● What is needed
Write the listing out once more, with every line exactly as it stands.

● Data for analysis
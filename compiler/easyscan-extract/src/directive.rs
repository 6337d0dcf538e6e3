//! Directive comments.
//!
//! A directive is a comment line starting with one of the fixed prefixes below. Directives decide
//! whether the next type declaration takes part in extraction:
//!
//! - `easyscan:explicit` includes the declaration even when not every type is extracted.
//! - `easyscan:skip` excludes the declaration, no matter what else applies to it.
//!
//! Both are matched after trimming each line of the comment, and are case-sensitive.

use easyscan_syntax::AstCommentGroup;

pub const SKIP_DIRECTIVE: &str = "easyscan:skip";
pub const EXPLICIT_DIRECTIVE: &str = "easyscan:explicit";

/// The directives collected since the last type declaration.
///
/// Flags only ever go from `false` to `true` while comments are absorbed. The visitor resets the
/// state once the type declaration it applies to has been handled.
#[derive(Debug, Default, Clone, Copy, PartialEq, Eq)]
pub struct DirectiveState {
    pub skip: bool,
    pub explicit: bool,
}

impl DirectiveState {
    /// Absorb every comment of a comment group.
    pub fn absorb_group(&mut self, group: &AstCommentGroup) {
        for comment in &group.comments {
            self.absorb_comment(&comment.text);
        }
    }

    /// Absorb the raw text of a single comment, markers included.
    ///
    /// Comments shorter than three characters cannot hold a directive and are ignored.
    pub fn absorb_comment(&mut self, text: &str) {
        if text.len() < 3 {
            return;
        }
        for line in comment_body(text).lines() {
            let line = line.trim();
            self.skip |= line.starts_with(SKIP_DIRECTIVE);
            self.explicit |= line.starts_with(EXPLICIT_DIRECTIVE);
        }
    }

    pub fn reset(&mut self) {
        *self = Self::default();
    }
}

/// Strip the comment markers off a comment.
fn comment_body(text: &str) -> &str {
    if let Some(body) = text.strip_prefix("//") {
        body
    } else if let Some(body) = text.strip_prefix("/*") {
        body.strip_suffix("*/").unwrap_or(body)
    } else {
        text
    }
}

#[cfg(test)]
mod tests {
    use crate::directive::DirectiveState;
    use easyscan_span::Span;
    use easyscan_syntax::{AstComment, AstCommentGroup};

    fn absorb(comments: &[&str]) -> DirectiveState {
        let mut state = DirectiveState::default();
        for comment in comments {
            state.absorb_comment(comment);
        }
        state
    }

    #[test]
    fn test_line_comment_directives() {
        assert_eq!(
            absorb(&["// easyscan:skip"]),
            DirectiveState {
                skip: true,
                explicit: false
            }
        );
        assert_eq!(
            absorb(&["//easyscan:explicit"]),
            DirectiveState {
                skip: false,
                explicit: true
            }
        );
    }

    #[test]
    fn test_block_comment_directives() {
        let state = absorb(&["/*\n  some text\n  easyscan:explicit\n*/"]);
        assert!(state.explicit);
        assert!(!state.skip);
        let state = absorb(&["/* easyscan:skip */"]);
        assert!(state.skip);
    }

    #[test]
    fn test_directive_must_start_the_line() {
        let state = absorb(&["// see easyscan:skip", "// Easyscan:explicit"]);
        assert_eq!(state, DirectiveState::default());
        let state = absorb(&["// easyscan:skipped for now"]);
        assert!(state.skip);
    }

    #[test]
    fn test_short_comments_are_ignored() {
        let state = absorb(&["//", "/**/", "// easyscan:explicit"]);
        assert!(state.explicit);
    }

    #[test]
    fn test_directives_accumulate_until_reset() {
        let mut state = absorb(&["// easyscan:skip", "// unrelated", "// easyscan:explicit"]);
        assert!(state.skip && state.explicit);
        state.absorb_comment("// unrelated");
        assert!(state.skip && state.explicit);
        state.reset();
        assert_eq!(state, DirectiveState::default());
    }

    #[test]
    fn test_absorb_group() {
        let comment = |text: &str| AstComment {
            span: Span::empty(),
            text: text.to_owned(),
        };
        let group = AstCommentGroup {
            span: Span::empty(),
            comments: vec![comment("// User is a row."), comment("// easyscan:explicit")],
        };
        let mut state = DirectiveState::default();
        state.absorb_group(&group);
        assert!(state.explicit);
        assert!(!state.skip);
    }
}
use clap::Parser;
use easyscan_driver::pipeline::{execute_extraction_pipeline, Casing, PipelineOptions};
use std::path::PathBuf;

#[derive(clap::Parser)]
#[command(version, about, long_about = None)]
struct AppArgs {
    /// Go files or package directories to extract declarations from.
    #[arg(required = true)]
    inputs: Vec<PathBuf>,

    /// Extract every struct and list declaration, not only those marked `easyscan:explicit`.
    #[arg(long, default_value = "false")]
    all_types: bool,

    /// The default casing of column names in generated scanners.
    #[arg(long, value_enum, default_value_t = Casing::Lower)]
    casing: Casing,

    /// Allow generated scanners to match columns in any order instead of by position.
    #[arg(long, default_value = "false")]
    any_order: bool,
}

impl From<&AppArgs> for PipelineOptions {
    fn from(args: &AppArgs) -> Self {
        Self {
            all_types: args.all_types,
            casing: args.casing,
            strict_order: !args.any_order,
        }
    }
}

fn main() -> miette::Result<()> {
    env_logger::Builder::from_env(env_logger::Env::default().default_filter_or("warn")).init();
    let args = AppArgs::parse();
    let options = PipelineOptions::from(&args);
    let document = execute_extraction_pipeline(options, &args.inputs)?;
    println!("{}", document);
    Ok(())
}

● Expected answer
filename compiler/easyscan-extract/src/directive.rs
repository 6337d0dcf538e6e3
//! Directive comments.
//!
//! A directive is a comment line starting with one of the fixed prefixes below. Directives decide
//! whether the next type declaration takes part in extraction:
//!
//! - `easyscan:explicit` includes the declaration even when not every type is extracted.
//! - `easyscan:skip` excludes the declaration, no matter what else applies to it.
//!
//! Both are matched after trimming each line of the comment, and are case-sensitive.

use easyscan_syntax::AstCommentGroup;

pub const SKIP_DIRECTIVE: &str = "easyscan:skip";
pub const EXPLICIT_DIRECTIVE: &str = "easyscan:explicit";

/// The directives collected since the last type declaration.
///
/// Flags only ever go from `false` to `true` while comments are absorbed. The visitor resets the
/// state once the type declaration it applies to has been handled.
#[derive(Debug, Default, Clone, Copy, PartialEq, Eq)]
pub struct DirectiveState {
    pub skip: bool,
    pub explicit: bool,
}

impl DirectiveState {
    /// Absorb every comment of a comment group.
    pub fn absorb_group(&mut self, group: &AstCommentGroup) {
        for comment in &group.comments {
            self.absorb_comment(&comment.text);
        }
    }

    /// Absorb the raw text of a single comment, markers included.
    ///
    /// Comments shorter than three characters cannot hold a directive and are ignored.
    pub fn absorb_comment(&mut self, text: &str) {
        if text.len() < 3 {
            return;
        }
        for line in comment_body(text).lines() {
            let line = line.trim();
            self.skip |= line.starts_with(SKIP_DIRECTIVE);
            self.explicit |= line.starts_with(EXPLICIT_DIRECTIVE);
        }
    }

    pub fn reset(&mut self) {
        *self = Self::default();
    }
}

/// Strip the comment markers off a comment.
fn comment_body(text: &str) -> &str {
    if let Some(body) = text.strip_prefix("//") {
        body
    } else if let Some(body) = text.strip_prefix("/*") {
        body.strip_suffix("*/").unwrap_or(body)
    } else {
        text
    }
}

#[cfg(test)]
mod tests {
    use crate::directive::DirectiveState;
    use easyscan_span::Span;
    use easyscan_syntax::{AstComment, AstCommentGroup};

    fn absorb(comments: &[&str]) -> DirectiveState {
        let mut state = DirectiveState::default();
        for comment in comments {
            state.absorb_comment(comment);
        }
        state
    }

    #[test]
    fn test_line_comment_directives() {
        assert_eq!(
            absorb(&["// easyscan:skip"]),
            DirectiveState {
                skip: true,
                explicit: false
            }
        );
        assert_eq!(
            absorb(&["//easyscan:explicit"]),
            DirectiveState {
                skip: false,
                explicit: true
            }
        );
    }

    #[test]
    fn test_block_comment_directives() {
        let state = absorb(&["/*\n  some text\n  easyscan:explicit\n*/"]);
        assert!(state.explicit);
        assert!(!state.skip);
        let state = absorb(&["/* easyscan:skip */"]);
        assert!(state.skip);
    }

    #[test]
    fn test_directive_must_start_the_line() {
        let state = absorb(&["// see easyscan:skip", "// Easyscan:explicit"]);
        assert_eq!(state, DirectiveState::default());
        let state = absorb(&["// easyscan:skipped for now"]);
        assert!(state.skip);
    }

    #[test]
    fn test_short_comments_are_ignored() {
        let state = absorb(&["//", "/**/", "// easyscan:explicit"]);
        assert!(state.explicit);
    }

    #[test]
    fn test_directives_accumulate_until_reset() {
        let mut state = absorb(&["// easyscan:skip", "// unrelated", "// easyscan:explicit"]);
        assert!(state.skip && state.explicit);
        state.absorb_comment("// unrelated");
        assert!(state.skip && state.explicit);
        state.reset();
        assert_eq!(state, DirectiveState::default());
    }

    #[test]
    fn test_absorb_group() {
        let comment = |text: &str| AstComment {
            span: Span::empty(),
            text: text.to_owned(),
        };
        let group = AstCommentGroup {
            span: Span::empty(),
            comments: vec![comment("// User is a row."), comment("// easyscan:explicit")],
        };
        let mut state = DirectiveState::default();
        state.absorb_group(&group);
        assert!(state.explicit);
        assert!(!state.skip);
    }
}
use clap::Parser;
use easyscan_driver::pipeline::{execute_extraction_pipeline, Casing, PipelineOptions};
use std::path::PathBuf;

#[derive(clap::Parser)]
#[command(version, about, long_about = None)]
struct AppArgs {
    /// Go files or package directories to extract declarations from.
    #[arg(required = true)]
    inputs: Vec<PathBuf>,

    /// Extract every struct and list declaration, not only those marked `easyscan:explicit`.
    #[arg(long, default_value = "false")]
    all_types: bool,

    /// The default casing of column names in generated scanners.
    #[arg(long, value_enum, default_value_t = Casing::Lower)]
    casing: Casing,

    /// Allow generated scanners to match columns in any order instead of by position.
    #[arg(long, default_value = "false")]
    any_order: bool,
}

impl From<&AppArgs> for PipelineOptions {
    fn from(args: &AppArgs) -> Self {
        Self {
            all_types: args.all_types,
            casing: args.casing,
            strict_order: !args.any_order,
        }
    }
}

fn main() -> miette::Result<()> {
    env_logger::Builder::from_env(env_logger::Env::default().default_filter_or("warn")).init();
    let args = AppArgs::parse();
    let options = PipelineOptions::from(&args);
    let document = execute_extraction_pipeline(options, &args.inputs)?;
    println!("{}", document);
    Ok(())
}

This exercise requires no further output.